ENISA Aims for TL-Root CNA Status to Enhance European Cybersecurity
Severity: Low (Score: 21.9)
Sources: Feeds2.Feedburner, Infosecurity-Magazine
Summary
ENISA, the European Cybersecurity Agency, is working to become a top-level root CVE Numbering Authority (TL-Root CNA) in collaboration with the US Cybersecurity and Infrastructure Security Agency (CISA). Nuno Rodrigues Carvalho, head of sector for Incidents and Vulnerability Services at ENISA, announced this initiative during VulnCon26 on April 14, 2026. The agency hopes to achieve this status by late 2026 or early 2027, which would allow it to manage the CVE Program alongside CISA and MITRE. Currently, only CISA and MITRE hold TL-Root CNA status.

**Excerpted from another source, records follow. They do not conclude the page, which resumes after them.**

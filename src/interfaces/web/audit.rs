use axum::{
    Json,
    http::StatusCode,
    response::{IntoResponse, Response},
};
use serde_json::Value;
use std::time::Instant;

use super::AppState;
use super::auth::RequestMeta;
use crate::core::store::types::{NewRequestLog, RequestStatus};

/// One gateway call's request-log row. `finish` consumes the record, so
/// each handler path writes exactly one row and then answers.
pub struct AuditRecord {
    endpoint: String,
    method: &'static str,
    token_name: String,
    skill_code: Option<String>,
    request_json: String,
    remote_ip: String,
    user_agent: String,
    started: Instant,
}

impl AuditRecord {
    pub fn begin(method: &'static str, endpoint: impl Into<String>, meta: &RequestMeta) -> Self {
        let token_name = if meta.token.is_some() {
            "invalid"
        } else {
            "anonymous"
        };
        Self {
            endpoint: endpoint.into(),
            method,
            token_name: token_name.to_string(),
            skill_code: None,
            request_json: "{}".to_string(),
            remote_ip: meta.remote_ip.clone(),
            user_agent: meta.user_agent.clone(),
            started: Instant::now(),
        }
    }

    pub fn token(&mut self, name: &str) {
        self.token_name = name.to_string();
    }

    pub fn skill(&mut self, code: &str) {
        self.skill_code = Some(code.to_string());
    }

    pub fn request(&mut self, payload: &Value) {
        self.request_json = payload.to_string();
    }

    pub fn request_raw(&mut self, raw: &str) {
        self.request_json = raw.to_string();
    }

    /// Writes the row and returns the response. A failed write only reaches
    /// the diagnostics channel.
    pub async fn finish(self, state: &AppState, status: StatusCode, body: Value) -> Response {
        let succeeded = body.get("success").and_then(Value::as_bool) == Some(true);
        let entry = NewRequestLog {
            token_name: self.token_name,
            endpoint: self.endpoint,
            method: self.method.to_string(),
            skill_code: self.skill_code,
            request_json: self.request_json,
            response_json: body.to_string(),
            status: if succeeded {
                RequestStatus::Ok
            } else {
                RequestStatus::Error
            },
            error: if succeeded {
                None
            } else {
                body.get("error").and_then(Value::as_str).map(str::to_string)
            },
            duration_ms: self.started.elapsed().as_millis() as i64,
            remote_addr: Some(self.remote_ip),
            user_agent: Some(self.user_agent),
        };
        if let Err(e) = state.store.insert_request_log(&entry).await {
            state.diagnostics.note(
                "audit",
                format!("request log for {} failed: {}", entry.endpoint, e),
            );
        }
        (status, Json(body)).into_response()
    }
}
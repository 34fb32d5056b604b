use serde::Serialize;

/// Credential row. The raw secret is never stored, only its SHA-256 hash.
#[derive(Debug, Clone, Serialize)]
pub struct TokenRecord {
    pub id: i64,
    pub name: String,
    pub active: bool,
    pub allowed_skills: Vec<String>,
    /// Comma-separated list; empty means every address is allowed.
    pub allowed_ips: String,
    pub roles: Vec<String>,
    pub expires_at: Option<String>,
    pub last_used_at: Option<String>,
    pub use_count: i64,
    pub created_at: String,
}

#[derive(Debug, Clone, Default)]
pub struct NewToken {
    pub name: String,
    /// Use this exact secret instead of generating one.
    pub secret: Option<String>,
    pub allowed_skills: Vec<String>,
    pub allowed_ips: Vec<String>,
    pub roles: Vec<String>,
    pub expires_at: Option<chrono::DateTime<chrono::Utc>>,
}

#[derive(Debug, Clone, Serialize)]
pub struct SkillRecord {
    pub id: i64,
    pub code: String,
    pub name: String,
    pub description: String,
    pub executor: String,
    pub active: bool,
    pub sequence: i64,
    pub max_limit: i64,
    pub allowed_roles: Vec<String>,
    pub input_schema: String,
    pub output_schema: String,
}

#[derive(Debug, Clone)]
pub struct NewSkill {
    pub code: String,
    pub name: String,
    pub description: String,
    pub executor: String,
    pub sequence: i64,
    pub max_limit: i64,
    pub allowed_roles: Vec<String>,
    pub input_schema: String,
    pub output_schema: String,
}

#[derive(Debug, Clone, Copy, PartialEq, Eq, Serialize)]
#[serde(rename_all = "lowercase")]
pub enum RequestStatus {
    Ok,
    Error,
}

impl RequestStatus {
    pub fn as_str(self) -> &'static str {
        match self {
            RequestStatus::Ok => "ok",
            RequestStatus::Error => "error",
        }
    }
}

#[derive(Debug, Clone)]
pub struct NewRequestLog {
    pub token_name: String,
    pub endpoint: String,
    pub method: String,
    pub skill_code: Option<String>,
    pub request_json: String,
    pub response_json: String,
    pub status: RequestStatus,
    pub error: Option<String>,
    pub duration_ms: i64,
    pub remote_addr: Option<String>,
    pub user_agent: Option<String>,
}

#[derive(Debug, Clone, Serialize)]
pub struct RequestLogRecord {
    pub id: i64,
    pub token_name: String,
    pub endpoint: String,
    pub method: String,
    pub skill_code: Option<String>,
    pub status: String,
    pub error: Option<String>,
    pub duration_ms: i64,
    pub remote_addr: Option<String>,
    pub created_at: String,
}

#[derive(Debug, Clone)]
pub struct NewWebhookLog {
    pub webhook_id: String,
    pub payload_json: String,
    pub response_json: String,
    pub status_code: u16,
    pub execution_time_ms: f64,
    pub source_ip: Option<String>,
    pub n8n_workflow_id: Option<String>,
    pub error_message: Option<String>,
}

#[derive(Debug, Clone, Serialize)]
pub struct WebhookLogRecord {
    pub id: i64,
    pub webhook_id: String,
    pub status_code: u16,
    pub execution_time_ms: f64,
    pub success: bool,
    pub error_message: Option<String>,
    pub created_at: String,
}

#[derive(Debug, Clone, Copy, PartialEq, Eq, Serialize)]
#[serde(rename_all = "snake_case")]
pub enum WorkflowType {
    BulkImport,
    LeadCreation,
    DataSync,
    ReportGeneration,
}

impl WorkflowType {
    pub fn as_str(self) -> &'static str {
        match self {
            WorkflowType::BulkImport => "bulk_import",
            WorkflowType::LeadCreation => "lead_creation",
            WorkflowType::DataSync => "data_sync",
            WorkflowType::ReportGeneration => "report_generation",
        }
    }

    pub fn parse(s: &str) -> Option<Self> {
        match s {
            "bulk_import" => Some(WorkflowType::BulkImport),
            "lead_creation" => Some(WorkflowType::LeadCreation),
            "data_sync" => Some(WorkflowType::DataSync),
            "report_generation" => Some(WorkflowType::ReportGeneration),
            _ => None,
        }
    }
}

/// Job status. Transitions are advisory: any status may overwrite any other.
#[derive(Debug, Clone, Copy, PartialEq, Eq, Serialize)]
#[serde(rename_all = "lowercase")]
pub enum JobStatus {
    Pending,
    Running,
    Completed,
    Failed,
    Cancelled,
}

impl JobStatus {
    pub fn as_str(self) -> &'static str {
        match self {
            JobStatus::Pending => "pending",
            JobStatus::Running => "running",
            JobStatus::Completed => "completed",
            JobStatus::Failed => "failed",
            JobStatus::Cancelled => "cancelled",
        }
    }

    pub fn parse(s: &str) -> Option<Self> {
        match s {
            "pending" => Some(JobStatus::Pending),
            "running" => Some(JobStatus::Running),
            "completed" => Some(JobStatus::Completed),
            "failed" => Some(JobStatus::Failed),
            "cancelled" => Some(JobStatus::Cancelled),
            _ => None,
        }
    }

    pub fn is_open(self) -> bool {
        matches!(self, JobStatus::Pending | JobStatus::Running)
    }
}

#[derive(Debug, Clone, Serialize)]
pub struct WorkflowJob {
    pub job_id: String,
    pub workflow_type: String,
    pub status: String,
    pub progress_percent: f64,
    pub result_json: Option<String>,
    pub error_message: Option<String>,
    pub n8n_execution_id: Option<String>,
    pub estimated_completion: Option<String>,
    pub created_at: String,
    pub updated_at: String,
}

#[derive(Debug, Clone)]
pub struct NewWorkflowJob {
    pub job_id: String,
    pub workflow_type: WorkflowType,
    pub status: JobStatus,
    pub progress_percent: f64,
    pub n8n_execution_id: Option<String>,
    pub error_message: Option<String>,
    pub estimated_completion: Option<String>,
}

/// Partial update; `None` keeps the stored value.
#[derive(Debug, Clone, Default)]
pub struct JobUpdate {
    pub status: Option<JobStatus>,
    pub progress_percent: Option<f64>,
    pub result_json: Option<String>,
    pub error_message: Option<String>,
    pub estimated_completion: Option<String>,
}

ENISA's expanded role is part of a broader strategy to diversify and internationalize the CVE Program, which currently has 502 CNAs, with only 83 based in Europe. Carvalho emphasized the need for more European representation within the program, as the EU market is smaller compared to the US. Additionally, ENISA is addressing the recent CVE funding scare and the fragility of global vulnerability disclosure infrastructure through new EU regulations. Key Points: • ENISA is seeking TL-Root CNA status to enhance its role in the CVE Program. • Only CISA and MITRE currently hold TL-Root CNA status, highlighting a gap in European representation. • New EU regulations are strengthening accountability for vendors and organizations in vulnerability disclosure.